• _WORK TO BE COMPLETED_
All of the data below needs to be set down once more, exactly as written.

(Data extracted from a collection)
>>>

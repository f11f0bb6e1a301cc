//! Error types for the Chai admin console core

use thiserror::Error;

/// Result type alias using our Error type
pub type Result<T> = std::result::Result<T, Error>;

/// Main error type for the console core
#[derive(Error, Debug)]
pub enum Error {
    /// Configuration error
    #[error("Configuration error: {message}")]
    Configuration {
        /// Error message
        message: String,
    },

    /// Validation error
    #[error("Validation error: {field} - {message}")]
    Validation {
        /// Field that failed validation
        field: String,
        /// Validation error message
        message: String,
    },

    /// I/O error
    #[error("I/O error: {0}")]
    Io(#[from] std::io::Error),

    /// Serialization error
    #[error("Serialization error: {0}")]
    Serialization(#[from] serde_json::Error),

    /// Other error
    #[error("{0}")]
    Other(String),
}

impl Error {
    /// Create a configuration error
    pub fn configuration(message: impl Into<String>) -> Self {
        Self::Configuration {
            message: message.into(),
        }
    }

    /// Create a validation error for a named field
    pub fn validation(field: impl Into<String>, message: impl Into<String>) -> Self {
        Self::Validation {
            field: field.into(),
            message: message.into(),
        }
    }
}

impl From<config::ConfigError> for Error {
    fn from(err: config::ConfigError) -> Self {
        Self::configuration(err.to_string())
    }
}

<<<

• _SOLVED PROBLEM_
repository f11f0bb6e1a301cc
//! Error types for the Chai admin console core

use thiserror::Error;

/// Result type alias using our Error type
pub type Result<T> = std::result::Result<T, Error>;

/// Main error type for the console core
#[derive(Error, Debug)]
pub enum Error {
    /// Configuration error
    #[error("Configuration error: {message}")]
    Configuration {
        /// Error message
        message: String,
    },

    /// Validation error
    #[error("Validation error: {field} - {message}")]
    Validation {
        /// Field that failed validation
        field: String,
        /// Validation error message
        message: String,
    },

    /// I/O error
    #[error("I/O error: {0}")]
    Io(#[from] std::io::Error),

    /// Serialization error
    #[error("Serialization error: {0}")]
    Serialization(#[from] serde_json::Error),

    /// Other error
    #[error("{0}")]
    Other(String),
}

impl Error {
    /// Create a configuration error
    pub fn configuration(message: impl Into<String>) -> Self {
        Self::Configuration {
            message: message.into(),
        }
    }

    /// Create a validation error for a named field
    pub fn validation(field: impl Into<String>, message: impl Into<String>) -> Self {
        Self::Validation {
            field: field.into(),
            message: message.into(),
        }
    }
}

impl From<config::ConfigError> for Error {
    fn from(err: config::ConfigError) -> Self {
        Self::configuration(err.to_string())
    }
}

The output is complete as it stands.